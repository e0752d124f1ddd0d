//! Window records
//!
//! A window is always stored inside its owning [`AppRecord`](super::AppRecord),
//! so it cannot outlive the application.

use std::fmt;

use crate::shared::window_state::{Rect, WindowState};
use crate::surface::SurfaceRef;

/// Server-assigned window handle, never reused within a session
#[derive(Debug, Clone, Copy, PartialEq, Eq, Hash, PartialOrd, Ord)]
pub struct WindowId(pub u64);

impl fmt::Display for WindowId {
    fn fmt(&self, f: &mut fmt::Formatter<'_>) -> fmt::Result {
        write!(f, "{}", self.0)
    }
}

/// A top-level window owned by an application
#[derive(Debug)]
pub struct WindowRecord {
    id: WindowId,

    /// Backing surface, owned by the surface provider
    surface: SurfaceRef,

    state: WindowState,

    /// Geometry the window has in the normal state
    normal: Rect,

    /// Geometry the window currently occupies
    geometry: Rect,
}

impl WindowRecord {
    pub(super) fn new(id: WindowId, surface: SurfaceRef, geometry: Rect) -> Self {
        Self {
            id,
            surface,
            state: WindowState::Normal,
            normal: geometry,
            geometry,
        }
    }

    pub fn id(&self) -> WindowId {
        self.id
    }

    pub fn surface(&self) -> &SurfaceRef {
        &self.surface
    }

    pub fn state(&self) -> WindowState {
        self.state
    }

    pub fn geometry(&self) -> Rect {
        self.geometry
    }

    /// Minimized and hidden windows cannot take focus
    pub fn is_focusable(&self) -> bool {
        self.state.is_visible()
    }

    /// Apply a state transition. Returns `false` when `state` is already
    /// current.
    pub(super) fn set_state(&mut self, state: WindowState, display: Rect) -> bool {
        if self.state == state {
            return false;
        }
        self.state = state;
        self.geometry = Rect::for_state(self.normal, state, display);
        true
    }

    /// Replace the normal-state geometry. A maximized window keeps its
    /// maximized extent along the maximized axes.
    pub(super) fn set_geometry(&mut self, geometry: Rect, display: Rect) {
        self.normal = geometry;
        self.geometry = Rect::for_state(geometry, self.state, display);
    }

    pub(super) fn into_surface(self) -> SurfaceRef {
        self.surface
    }
}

_Aim of the exercise_. Search the material above for "application". Pull out each line where it shows up.

_Written response_.
//! so it cannot outlive the application.
/// A top-level window owned by an application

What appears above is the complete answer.